Power iteration clustering (PIC) is a scalable and efficient algorithm for clustering vertices of a graph given pairwise similarties as edge properties, described in Lin and Cohen, Power Iteration Clustering. It computes a pseudo-eigenvector of the normalized affinity matrix of the graph via power iteration and uses it to cluster vertices.

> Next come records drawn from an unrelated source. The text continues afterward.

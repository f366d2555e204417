use crate::animation::{ease, evaluate_polaroid, MorphEntity, Transform};
use crate::config::PolaroidSpec;
use crate::math::Vec3;
use crate::scatter::{sampler, SeededRng, TreeShape};

/// Frames start on a shell at this fraction of the cloud radius, well
/// inside the foliage scatter so they read against it.
const SHELL_FRACTION: f32 = 0.8;

/// Keepsake frames that wind down the cone on a spiral. Few in number,
/// rendered per item rather than instanced.
pub struct PolaroidLayer {
    spec: PolaroidSpec,
    entities: Vec<MorphEntity>,
    transforms: Vec<Transform>,
    skipped: usize,
}

impl PolaroidLayer {
    pub fn generate(spec: PolaroidSpec, shape: &TreeShape, rng: &mut SeededRng) -> Self {
        let shell_radius = shape.chaos_radius * SHELL_FRACTION;

        let mut entities = Vec::with_capacity(spec.count);
        for i in 0..spec.count {
            let chaos = sampler::shell_point(rng, i, spec.count, shell_radius);
            let target = sampler::spiral_point(
                shape,
                i,
                spec.count,
                spec.height_fraction,
                spec.wind_turns,
                spec.radial_offset,
            );
            let seed = rng.next_f32();
            entities.push(MorphEntity {
                chaos,
                target,
                seed,
                // Signed rate, so half the frames tumble the other way.
                speed: (seed - 0.5) * 0.5,
            });
        }

        let transforms = vec![
            Transform {
                position: Vec3::ZERO,
                rotation: Vec3::ZERO,
                scale: 1.0,
            };
            spec.count
        ];
        let mut layer = Self {
            spec,
            entities,
            transforms,
            skipped: 0,
        };
        layer.update(1.0, 0.0);
        layer
    }

    /// Advance every frame to the current progress. Frames whose pose
    /// comes back non-finite keep their previous transform.
    pub fn update(&mut self, progress: f32, time: f32) {
        let t = ease(progress, self.spec.motion.easing);
        self.skipped = 0;
        for (i, entity) in self.entities.iter().enumerate() {
            let pose = evaluate_polaroid(entity, i, t, time, &self.spec.motion);
            if pose.is_finite() {
                self.transforms[i] = pose;
            } else {
                self.skipped += 1;
            }
        }
    }

    pub fn label(&self) -> &'static str {
        "polaroids"
    }

    pub fn count(&self) -> usize {
        self.entities.len()
    }

    pub fn transforms(&self) -> &[Transform] {
        &self.transforms
    }

    pub fn skipped_last_tick(&self) -> usize {
        self.skipped
    }
}

#[cfg(test)]
mod tests {
    use super::*;
    use std::f32::consts::TAU;

    fn test_shape() -> TreeShape {
        TreeShape {
            height: 14.0,
            base_radius: 5.0,
            chaos_radius: 25.0,
            vertical_bias: 2.0,
        }
    }

    #[test]
    fn test_population_size() {
        let mut rng = SeededRng::new(42);
        let layer = PolaroidLayer::generate(PolaroidSpec::default(), &test_shape(), &mut rng);
        assert_eq!(layer.count(), 5);
        assert_eq!(layer.transforms().len(), 5);
    }

    #[test]
    fn test_chaos_sits_on_inner_shell() {
        let shape = test_shape();
        let mut rng = SeededRng::new(42);
        let layer = PolaroidLayer::generate(PolaroidSpec::default(), &shape, &mut rng);
        for entity in &layer.entities {
            assert!((entity.chaos.length() - 20.0).abs() < 0.001);
        }
    }

    #[test]
    fn test_chaos_azimuths_evenly_spaced() {
        let mut rng = SeededRng::new(42);
        let layer = PolaroidLayer::generate(PolaroidSpec::default(), &test_shape(), &mut rng);
        for (i, entity) in layer.entities.iter().enumerate() {
            let azimuth = entity.chaos.y.atan2(entity.chaos.x).rem_euclid(TAU);
            let expected = i as f32 / 5.0 * TAU;
            assert!(
                (azimuth - expected).abs() < 0.01 || (azimuth - expected).abs() > TAU - 0.01,
                "frame {} azimuth {} expected {}",
                i,
                azimuth,
                expected
            );
        }
    }

    #[test]
    fn test_targets_follow_the_spiral() {
        let shape = test_shape();
        let spec = PolaroidSpec::default();
        let mut rng = SeededRng::new(42);
        let layer = PolaroidLayer::generate(spec.clone(), &shape, &mut rng);
        for (i, entity) in layer.entities.iter().enumerate() {
            let expected = sampler::spiral_point(
                &shape,
                i,
                spec.count,
                spec.height_fraction,
                spec.wind_turns,
                spec.radial_offset,
            );
            assert_eq!(entity.target, expected);
        }
    }

    #[test]
    fn test_speed_is_signed() {
        let mut rng = SeededRng::new(42);
        let mut spec = PolaroidSpec::default();
        spec.count = 64;
        let layer = PolaroidLayer::generate(spec, &test_shape(), &mut rng);
        let mut negatives = 0;
        for entity in &layer.entities {
            assert!(entity.speed >= -0.25 && entity.speed < 0.25);
            if entity.speed < 0.0 {
                negatives += 1;
            }
        }
        assert!(negatives > 0, "expected some frames to tumble backwards");
    }

    #[test]
    fn test_formed_frames_face_outward() {
        let mut rng = SeededRng::new(42);
        let mut layer = PolaroidLayer::generate(PolaroidSpec::default(), &test_shape(), &mut rng);
        layer.update(1.0, 2.0);

        for (i, pose) in layer.transforms().iter().enumerate() {
            assert_eq!(pose.position, layer.entities[i].target);
            let expected_yaw = pose.position.x.atan2(pose.position.z);
            assert!((pose.rotation.y - expected_yaw).abs() < 0.0001);
            assert_eq!(pose.rotation.x, 0.0);
            assert!(pose.rotation.z.abs() <= 0.1 + 0.0001);
            assert!((pose.scale - 1.0).abs() < 0.0001);
        }
    }

    #[test]
    fn test_scattered_frames_tumble() {
        let mut rng = SeededRng::new(42);
        let mut layer = PolaroidLayer::generate(PolaroidSpec::default(), &test_shape(), &mut rng);
        layer.update(0.0, 4.0);

        for (i, pose) in layer.transforms().iter().enumerate() {
            assert_eq!(pose.position, layer.entities[i].chaos);
            let speed = layer.entities[i].speed;
            assert!((pose.rotation.x - 4.0 * speed).abs() < 0.0001);
            assert!((pose.rotation.y - 4.0 * speed * 0.7).abs() < 0.0001);
            assert!((pose.rotation.z - 4.0 * speed * 0.3).abs() < 0.0001);
            assert!((pose.scale - 0.5).abs() < 0.0001);
        }
    }

    #[test]
    fn test_poisoned_frame_is_skipped() {
        let mut rng = SeededRng::new(42);
        let mut layer = PolaroidLayer::generate(PolaroidSpec::default(), &test_shape(), &mut rng);
        layer.update(1.0, 0.0);
        let before = layer.transforms()[1];

        layer.entities[1].chaos.z = f32::NAN;
        layer.update(0.3, 1.0);

        assert_eq!(layer.skipped_last_tick(), 1);
        assert_eq!(layer.transforms()[1], before);
    }
}
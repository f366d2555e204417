//! Global morph progress
//!
//! One scalar in [0, 1] drives the whole ensemble: 0 is the scattered
//! cloud, 1 is the formed tree. The externally chosen mode only moves
//! the target; the scalar itself glides toward it a fraction per tick
//! and snaps once it is close enough to be done.

use wasm_bindgen::prelude::*;

/// The two stable configurations the ensemble morphs between
#[wasm_bindgen]
#[derive(Debug, Clone, Copy, PartialEq, Eq)]
pub enum TreeMode {
    Chaos,
    Formed,
}

impl TreeMode {
    pub fn target(&self) -> f32 {
        match self {
            TreeMode::Chaos => 0.0,
            TreeMode::Formed => 1.0,
        }
    }
}

/// Distance to target below which progress snaps to it exactly.
/// Without the snap the exponential approach never terminates and the
/// settled checks in the renderer would keep missing.
const SNAP_EPSILON: f32 = 0.001;

/// Scalar morph state, smoothed toward the mode target each tick
#[derive(Debug, Clone)]
pub struct MorphProgress {
    progress: f32,
    mode: TreeMode,
    smoothing: f32,
}

impl MorphProgress {
    /// Starts fully formed, which is the scene's opening state.
    pub fn new(smoothing: f32) -> Self {
        Self {
            progress: 1.0,
            mode: TreeMode::Formed,
            smoothing,
        }
    }

    /// Retarget the morph. Progress is never reset here, so switching
    /// modes mid-flight redirects the glide smoothly. Calling with the
    /// current mode changes nothing.
    pub fn set_mode(&mut self, mode: TreeMode) {
        self.mode = mode;
    }

    pub fn mode(&self) -> TreeMode {
        self.mode
    }

    /// Advance one frame. Per tick rather than per second: the glide
    /// tracks the host's frame cadence.
    pub fn tick(&mut self) {
        let target = self.mode.target();
        let delta = target - self.progress;
        if delta.abs() < SNAP_EPSILON {
            self.progress = target;
        } else {
            self.progress += delta * self.smoothing;
        }
    }

    pub fn value(&self) -> f32 {
        self.progress
    }

    /// True once progress sits exactly on the mode target.
    pub fn is_settled(&self) -> bool {
        self.progress == self.mode.target()
    }
}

Latent Dirichlet allocation (LDA) is a topic model which infers topics from a collection of text documents. LDA can be thought of as a clustering algorithm as follows:
Topics correspond to cluster centers, and documents correspond to examples (rows) in a dataset.
Topics and documents both exist in a feature space, where feature vectors are vectors of word counts.
Rather than estimating a clustering using a traditional distance, LDA uses a function based on a statistical model of how text documents are generated.
LDA takes in a collection of documents as vectors of word counts. It learns clustering using expectation-maximizationon the likelihood function. After fitting on the documents, LDA provides:
Topics: Inferred topics, each of which is a probability distribution over terms (words).
Topic distributions for documents: For each document in the training set, LDA gives a probability distribution over topics.